Transforming Global Food Governance – Putting Public Policies Before Corporate Investments
17 May 2022, 6:15 pm–7:30 pm
How can we transform global food governance in a way that increases people’s agency and the accountability of governments? Join us on 17 May for this digital keynote lecture with Nora McKeon.
This event is free.
Event Information
Open to
- All
Availability
- Yes
Cost
- Free
Organiser
-
Julia Kreienkamp
The 2021 edition of FAO’s The State of Food and Nutrition Security in the World reported an increase in the number of hungry people for the fifth year running. Global food governance, fragmented and fraught with incoherencies, seems unable to halt this trend. Regulatory capacity has not kept pace with the global integration of markets and the galloping development of technology. Corporate power in food chains has grown steadily and financialization is transforming food and land into objects of speculation. World-wide, we witness shrinking space for civil society and reduced ambition for defending human rights.

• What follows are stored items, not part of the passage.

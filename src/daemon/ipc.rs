//! Wire types shared between the applet and the rotation daemon

use ipc_channel::ipc::{IpcReceiver, IpcSender};
use serde::{Deserialize, Serialize};

/// Commands sent from the applet to the daemon.
#[derive(Debug, Clone, Copy, PartialEq, Eq, Serialize, Deserialize)]
pub enum DaemonCommand {
    /// Begin wallpaper rotation
    Start,
    /// Halt wallpaper rotation
    Stop,
    /// Advance to the next wallpaper
    Next,
    /// Return to the previous wallpaper
    Prev,
}

/// One command plus the sequence number its reply will carry.
#[derive(Debug, Clone, Serialize, Deserialize)]
pub struct CommandEnvelope {
    pub seq: u64,
    pub command: DaemonCommand,
}

/// Messages pushed from the daemon to the applet.
#[derive(Debug, Clone, Serialize, Deserialize)]
pub enum DaemonEvent {
    /// Rotation started or stopped, possibly on the daemon's own initiative
    Toggled(bool),
    /// The visible wallpaper changed to the given path
    Changed(String),
    /// The daemon hit a problem it could not recover from silently
    Error(String),
    /// Completion of the command with the matching sequence number
    Reply { seq: u64, result: Result<(), String> },
}

/// Daemon state captured at connection time, so a freshly attached applet
/// renders accurately before any event arrives.
#[derive(Debug, Clone, Default, Serialize, Deserialize)]
pub struct DaemonSnapshot {
    pub running: bool,
    pub current_path: String,
    /// Whether the daemon is also driving the lockscreen background
    pub lockscreen: bool,
}

/// The bootstrap payload sent over the initial one-shot server channel:
/// the command channel into the daemon, the event channel out of it, and
/// the state snapshot taken when the daemon accepted the connection.
pub type BootstrapMessage = (
    IpcSender<CommandEnvelope>,
    IpcReceiver<DaemonEvent>,
    DaemonSnapshot,
);
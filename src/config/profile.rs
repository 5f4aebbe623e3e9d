//! Wallpaper profiles: named, ordered lists of image sources
//!
//! A profile maps a unique name to an ordered sequence of sources, each a
//! path plus a flag saying whether folders are scanned recursively. Profiles
//! are mutated only through whole-map `ConfigStore` writes, never in place.

use serde::{Deserialize, Serialize};
use std::collections::BTreeMap;

/// Map of profile name to its ordered source list.
///
/// `BTreeMap` keeps names unique and iteration order stable across loads.
pub type ProfileMap = BTreeMap<String, Vec<ProfileEntry>>;

/// One image source inside a profile.
///
/// Persisted in the compact `[path, recursive]` pair format the daemon and
/// any external editors of the settings document share.
#[derive(Debug, Clone, PartialEq, Eq, Serialize, Deserialize)]
#[serde(from = "(String, bool)", into = "(String, bool)")]
pub struct ProfileEntry {
    pub path: String,
    pub recursive: bool,
}

impl ProfileEntry {
    pub fn new(path: impl Into<String>, recursive: bool) -> Self {
        Self {
            path: path.into(),
            recursive,
        }
    }
}

impl From<(String, bool)> for ProfileEntry {
    fn from((path, recursive): (String, bool)) -> Self {
        Self { path, recursive }
    }
}

impl From<ProfileEntry> for (String, bool) {
    fn from(entry: ProfileEntry) -> Self {
        (entry.path, entry.recursive)
    }
}

#[cfg(test)]
mod tests {
    use super::*;

    #[test]
    fn test_profile_entry_pair_format() {
        let entry = ProfileEntry::new("/home/u/pictures", true);
        let json = serde_json::to_string(&entry).unwrap();
        assert_eq!(json, r#"["/home/u/pictures",true]"#);

        let parsed: ProfileEntry = serde_json::from_str(&json).unwrap();
        assert_eq!(parsed, entry);
    }

    #[test]
    fn test_profile_map_roundtrip() {
        let mut profiles = ProfileMap::new();
        profiles.insert(
            "Work".to_string(),
            vec![ProfileEntry::new("/home/u/work", true)],
        );

        let json = serde_json::to_string(&profiles).unwrap();
        let parsed: ProfileMap = serde_json::from_str(&json).unwrap();

        assert_eq!(parsed.len(), 1);
        assert_eq!(parsed["Work"][0].path, "/home/u/work");
        assert!(parsed["Work"][0].recursive);
    }

}
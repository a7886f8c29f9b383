#![deny(clippy::all, clippy::pedantic)]
#![allow(clippy::module_name_repetitions, clippy::must_use_candidate)]
//! sunmenu — command-menu search, browsing and recent selections for the Sun
//! dashboard catalogue.
//!
//! The library is UI-agnostic: [`search::search`] ranks catalogue items for a
//! query, [`recent::RecentSelections`] keeps the bounded recents list in any
//! [`recent::KeyValueStore`], and [`palette::CommandMenu`] ties both to the
//! keyboard cursor. The `sunmenu` binary wraps them in a CLI.

pub mod catalogue;
pub mod cli;
pub mod commands;
pub mod config;
pub mod errors;
pub mod palette;
pub mod recent;
pub mod search;
pub mod types;

pub use catalogue::{Catalogue, Category, SearchableItem};
pub use errors::PaletteError;
pub use palette::{CommandMenu, Key, MenuHost};
pub use recent::{KeyValueStore, RecentSelections};
pub use search::{SearchHit, SearchOptions, search};
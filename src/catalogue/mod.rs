/// Catalogue layer: item types, loading, and category grouping.
pub mod errors;
pub mod group;
pub mod item;
pub mod load;

pub use errors::CatalogueError;
pub use group::{CategoryMap, KeyGroup, group_by_category, group_by_key_within_category};
pub use item::{Category, Group, ItemKind, SearchableItem};
pub use load::Catalogue;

The primacy and legitimacy of the public sector is threatened by corporate capture of policy spaces while multilateralism is under attack from populist nationalism, and corporate-led multi-stakeholderism, as deployed in the UN Food Systems Summit. Coalitions of powerful commodity exporting countries are undermining the UN Committee on World Food Security, the only global food policy forum in which small-scale food producers and other concerned constituencies are full participants. But the prospects for transforming food governance are not unmitigatedly negative. COVID-19 has unveiled and exacerbated the structural inequalities and fragilities of global food chains, but it has also underscored the resilience of territorially-embedded food systems and the creativity of community-based responses of solidarity, often supported by local and sometimes national authorities. What would it take to provide globally coordinated support for what is termed ‘alternative’ food provisioning although, in fact, it provides some 70% of the food consumed world-wide?
Please note that the date of this webinar has changed from Tuesday, 22 March, to Tuesday, 17 May, due to UCU strike action.